Сперва она нашла ведьму. Вернее, комнату, куда её заперли. Приложила ладонь к двери и почувствовала: ведьма провела в ней день, но затем пропала куда-то, ушла другим, возможно потайным коридором. След, скользнувший за порог никем не охраняемой комнаты, не возвращался. Ладонь чуть повернула ручку, открывая. Дёрнулся в пазе, не пуская, язычок замка. Рокти выругалась тихонько. Только спокойствие Марка вселяло в неё уверенность — наверняка с Наиной всё в порядке. И она пошла дальше, пытаясь, впрочем, хоть пальцем прикоснуться к любой, попавшейся по пути, двери. Но большая часть их охранялась, прочие — были пусты и давно заброшены. Поиски превратились в бесцельное блуждание, а к рассвету вывели её на одну из многочисленных башен дворца.

Смотровая площадка не касалась замковых стен, и потому здесь не было караула. Причуда архитектора, а может, каприз хозяев — тонкий стебелёк башни. Он поднялся, цепляясь за дворцовые стены, а потом распустился маленьким белым бутоном. Дальний коридор в старой части дворца упирался в винтовую лестницу, та взбегала круто вверх, вплоть до купола, укрывающего от непогоды небольшую смотровую площадку с кольцом каменных скамеек по периметру. Стрельчатые бойницы едва ли могли защитить стрелков. Тонкий белый камень был сплошь изрезан ажурным орнаментом. Мрамор богатой отделки алел под лучами восходящего солнца. Присев, Рокти выглянула в бойницу.

Море.

Наверняка эта башенка принадлежала когда-то женщине. Только женщина могла бы подниматься каждый день по узким ступеням винтовой лестницы, чтобы увидеть раскинувшееся внизу великолепие. Башенка, а вместе с ней и восточная стена дворца глядели в маленький дикий сад — заброшенный, вольно цветущий. Садовые розы давно выродились в шиповник, и его сладкий аромат угадывался даже здесь, наверху. Сад, с двух сторон ограждённый невысокой стеной, упирался в другое крыло замка, где близняшкой высилась точно такая же башенка, а дальше, за нею, сразу за высокими замковыми стенами разливались воды залива.

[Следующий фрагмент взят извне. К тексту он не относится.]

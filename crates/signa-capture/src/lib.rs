//! Signa Capture - Frame capture adapter
//!
//! Produces one piece of evidence on demand from a live source:
//! - [`StillCapture`] encodes the current video frame as a JPEG still
//! - [`LandmarkCapture`] snapshots the latest tracker result
//!
//! Capture is stateless per call. The only side effect is a transient read
//! of the shared surface; nothing here writes to it.

pub mod landmarks;
pub mod still;
pub mod surface;

pub use landmarks::*;
pub use still::*;
pub use surface::*;

use signa_core::{Evidence, SignaResult};

/// Source of one evidence frame per call
///
/// Calls are made strictly one at a time by the capture sequencer.
pub trait FrameCapture: Send + Sync {
    fn capture(&self) -> SignaResult<Evidence>;
}

impl<T: FrameCapture + ?Sized> FrameCapture for std::sync::Arc<T> {
    fn capture(&self) -> SignaResult<Evidence> {
        (**self).capture()
    }
}

impl<T: FrameCapture + ?Sized> FrameCapture for Box<T> {
    fn capture(&self) -> SignaResult<Evidence> {
        (**self).capture()
    }
}
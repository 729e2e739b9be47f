//! Draws tracked hands onto a video surface frame

use signa_capture::RawFrame;
use signa_core::{Handedness, LandmarkFrame};
use signa_pose::{present_bones, to_pixels};

const BACKGROUND: [u8; 4] = [24, 24, 28, 255];
const BONE: [u8; 4] = [0, 200, 120, 255];

/// Render every hand of a tracker frame as a stick figure
pub fn render_hands(frame: &LandmarkFrame, width: u32, height: u32) -> RawFrame {
    let mut raw = RawFrame::filled(width, height, BACKGROUND);
    for hand in [Handedness::Left, Handedness::Right] {
        let joints = frame.hand_joints(hand);
        for (a, b) in present_bones(&joints) {
            let from = to_pixels(a, width, height);
            let to = to_pixels(b, width, height);
            draw_line(&mut raw, from, to);
        }
    }
    raw
}

fn draw_line(raw: &mut RawFrame, from: (f32, f32), to: (f32, f32)) {
    let steps = (to.0 - from.0).abs().max((to.1 - from.1).abs()).ceil().max(1.0) as u32;
    for step in 0..=steps {
        let t = step as f32 / steps as f32;
        let x = from.0 + (to.0 - from.0) * t;
        let y = from.1 + (to.1 - from.1) * t;
        put_pixel(raw, x, y);
    }
}

fn put_pixel(raw: &mut RawFrame, x: f32, y: f32) {
    if x < 0.0 || y < 0.0 {
        return;
    }
    let (x, y) = (x as u32, y as u32);
    if x >= raw.width || y >= raw.height {
        return;
    }
    let offset = ((y * raw.width + x) * 4) as usize;
    raw.pixels[offset..offset + 4].copy_from_slice(&BONE);
}

#[cfg(test)]
mod tests {
    use super::*;
    use signa_core::{LandmarkGroup, LandmarkPoint};

    #[test]
    fn test_renders_bone_pixels() {
        let points = vec![LandmarkPoint::new(0.1, 0.1, 0.0), LandmarkPoint::new(0.9, 0.1, 0.0)];
        let frame = LandmarkFrame::new().with_group(LandmarkGroup::RightHand, points);
        let raw = render_hands(&frame, 100, 50);

        assert!(raw.is_consistent());
        let at = |x: u32, y: u32| {
            let o = ((y * 100 + x) * 4) as usize;
            [raw.pixels[o], raw.pixels[o + 1], raw.pixels[o + 2], raw.pixels[o + 3]]
        };
        assert_eq!(at(50, 5), BONE);
        assert_eq!(at(50, 40), BACKGROUND);
    }
}
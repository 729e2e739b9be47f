//! Joint errors and the 0-100 similarity score
//!
//! The score is a linear, clamped map of the average joint error. The
//! zero-score error (0.1 in normalized units) is a calibration default, not
//! a property of the tracker; it is exposed as [`ScoreCalibration`].

use std::collections::BTreeMap;

use signa_core::Joint;

use crate::Finger;

/// Average error at (and beyond) which the score reaches zero
pub const ZERO_SCORE_ERROR: f32 = 0.1;

/// Per-joint distance, keyed by joint id
pub type JointErrorMap = BTreeMap<u32, f32>;

/// Distance of every target joint to the observed joint of the same id.
///
/// Target joints without an observed counterpart are left out of the map;
/// they are not treated as zero error.
pub fn joint_errors(target: &[Joint], observed: &[Joint]) -> JointErrorMap {
    target
        .iter()
        .filter_map(|t| {
            observed
                .iter()
                .find(|o| o.id == t.id)
                .map(|o| (t.id, t.distance(o)))
        })
        .collect()
}

/// Mean of all errors, `None` for an empty map
pub fn average_error(errors: &JointErrorMap) -> Option<f32> {
    if errors.is_empty() {
        return None;
    }
    let total: f32 = errors.values().sum();
    Some(total / errors.len() as f32)
}

/// Linear error-to-score calibration
#[derive(Debug, Clone, Copy, PartialEq)]
pub struct ScoreCalibration {
    /// Average error mapped to a score of zero
    pub zero_score_error: f32,
}

impl Default for ScoreCalibration {
    fn default() -> Self {
        Self {
            zero_score_error: ZERO_SCORE_ERROR,
        }
    }
}

impl ScoreCalibration {
    pub fn new(zero_score_error: f32) -> Self {
        Self { zero_score_error }
    }

    /// Map an average error to the 0-100 scale
    pub fn score_for_error(&self, average_error: f32) -> u8 {
        if !average_error.is_finite() || self.zero_score_error <= 0.0 {
            return 0;
        }
        let raw = (1.0 - average_error / self.zero_score_error) * 100.0;
        raw.clamp(0.0, 100.0).round() as u8
    }

    /// Score an error map; an empty map scores zero
    pub fn score_errors(&self, errors: &JointErrorMap) -> u8 {
        average_error(errors)
            .map(|avg| self.score_for_error(avg))
            .unwrap_or(0)
    }

    /// Compare two skeletons
    pub fn compare(&self, target: &[Joint], observed: &[Joint]) -> PoseComparison {
        let errors = joint_errors(target, observed);
        let average_error = average_error(&errors);
        let score = self.score_errors(&errors);
        PoseComparison {
            errors,
            average_error,
            score,
        }
    }

    pub fn score(&self, target: &[Joint], observed: &[Joint]) -> u8 {
        self.score_errors(&joint_errors(target, observed))
    }
}

/// Similarity score of `observed` against `target` with the default calibration
pub fn score(target: &[Joint], observed: &[Joint]) -> u8 {
    ScoreCalibration::default().score(target, observed)
}

/// Result of comparing two skeletons
#[derive(Debug, Clone, PartialEq)]
pub struct PoseComparison {
    pub errors: JointErrorMap,
    pub average_error: Option<f32>,
    pub score: u8,
}

impl PoseComparison {
    /// Number of joints that could be compared
    pub fn matched(&self) -> usize {
        self.errors.len()
    }

    /// Finger with the largest mean joint error
    pub fn worst_finger(&self) -> Option<(Finger, f32)> {
        worst_finger(&self.errors)
    }
}

/// Mean error per finger, in finger order
pub fn finger_errors(errors: &JointErrorMap) -> Vec<(Finger, f32)> {
    let mut sums: BTreeMap<Finger, (f32, u32)> = BTreeMap::new();
    for (id, error) in errors {
        if let Some(finger) = Finger::of_joint(*id) {
            let entry = sums.entry(finger).or_insert((0.0, 0));
            entry.0 += *error;
            entry.1 += 1;
        }
    }
    sums.into_iter()
        .map(|(finger, (sum, n))| (finger, sum / n as f32))
        .collect()
}

/// Finger with the largest mean error; ties keep the earlier finger
pub fn worst_finger(errors: &JointErrorMap) -> Option<(Finger, f32)> {
    finger_errors(errors)
        .into_iter()
        .fold(None, |worst, (finger, error)| match worst {
            Some((_, w)) if w >= error => worst,
            _ => Some((finger, error)),
        })
}

#[cfg(test)]
mod tests {
    use super::*;
    use proptest::prelude::*;

    fn hand(offset_x: f32, offset_y: f32) -> Vec<Joint> {
        (0..21)
            .map(|i| {
                Joint::new(
                    i,
                    0.3 + (i % 5) as f32 * 0.05 + offset_x,
                    0.3 + (i / 5) as f32 * 0.05 + offset_y,
                )
            })
            .collect()
    }

    #[test]
    fn test_identical_scores_full() {
        let target = hand(0.0, 0.0);
        assert_eq!(score(&target, &target), 100);
    }

    #[test]
    fn test_missing_joints_excluded() {
        let target = hand(0.0, 0.0);
        let observed: Vec<Joint> = target.iter().take(5).copied().collect();

        let errors = joint_errors(&target, &observed);
        assert_eq!(errors.len(), 5);
        assert_eq!(score(&target, &observed), 100);
    }

    #[test]
    fn test_empty_observed_scores_zero() {
        let target = hand(0.0, 0.0);
        assert!(joint_errors(&target, &[]).is_empty());
        assert_eq!(score(&target, &[]), 0);
        assert_eq!(average_error(&JointErrorMap::new()), None);
    }

    #[test]
    fn test_linear_mapping() {
        let calibration = ScoreCalibration::default();
        assert_eq!(calibration.score_for_error(0.0), 100);
        assert_eq!(calibration.score_for_error(0.05), 50);
        assert_eq!(calibration.score_for_error(0.1), 0);
        assert_eq!(calibration.score_for_error(0.7), 0);
        assert_eq!(calibration.score_for_error(f32::NAN), 0);
    }

    #[test]
    fn test_custom_calibration() {
        let loose = ScoreCalibration::new(0.2);
        assert_eq!(loose.score_for_error(0.05), 75);
    }

    #[test]
    fn test_uniform_offset_score() {
        let target = hand(0.0, 0.0);
        let observed = hand(0.03, 0.04);
        let comparison = ScoreCalibration::default().compare(&target, &observed);

        assert_eq!(comparison.matched(), 21);
        assert!((comparison.average_error.unwrap() - 0.05).abs() < 1e-4);
        assert_eq!(comparison.score, 50);
    }

    #[test]
    fn test_worst_finger() {
        let target = hand(0.0, 0.0);
        let mut observed = target.clone();
        for joint in observed.iter_mut().filter(|j| (5..=8).contains(&j.id)) {
            joint.y += 0.06;
        }

        let comparison = ScoreCalibration::default().compare(&target, &observed);
        let (finger, error) = comparison.worst_finger().unwrap();
        assert_eq!(finger, Finger::Index);
        assert!((error - 0.06).abs() < 1e-4);
        assert_eq!(finger_errors(&comparison.errors).len(), 6);
    }

    proptest! {
        #[test]
        fn prop_identical_is_perfect(xs in prop::collection::vec((0.0f32..=1.0, 0.0f32..=1.0), 1..21)) {
            let target: Vec<Joint> = xs.iter().enumerate()
                .map(|(i, (x, y))| Joint::new(i as u32, *x, *y))
                .collect();
            prop_assert_eq!(score(&target, &target.clone()), 100);
        }

        #[test]
        fn prop_far_is_zero(d in 0.1f32..1.0, angle in 0.0f32..std::f32::consts::TAU) {
            let target = hand(0.0, 0.0);
            let observed = hand(d * angle.cos(), d * angle.sin());
            prop_assert_eq!(score(&target, &observed), 0);
        }

        #[test]
        fn prop_mapping_monotonic(a in 0.0f32..0.3, b in 0.0f32..0.3) {
            let calibration = ScoreCalibration::default();
            let (lo, hi) = if a <= b { (a, b) } else { (b, a) };
            prop_assert!(calibration.score_for_error(lo) >= calibration.score_for_error(hi));
        }

        #[test]
        fn prop_score_monotonic_in_offset(d in 0.0f32..0.15, extra in 0.001f32..0.1) {
            let target = hand(0.0, 0.0);
            let near = score(&target, &hand(d, 0.0));
            let far = score(&target, &hand(d + extra, 0.0));
            prop_assert!(near >= far);
        }
    }
}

Бирюзовое у горизонта море играло алыми отсветами — солнце ещё касалось кромкой воды. Розовые барашки бежали, перекатываясь, к берегу, становясь постепенно кипенно-белыми, оттеняя сгущающуюся синеву воды. Минуту она следила непрерывный бег волн, пока не поняла, наконец, какими большими они должны быть, как велико открывшееся перед нею пространство. Она встала, высунулась из окна по пояс — навстречу морскому бризу.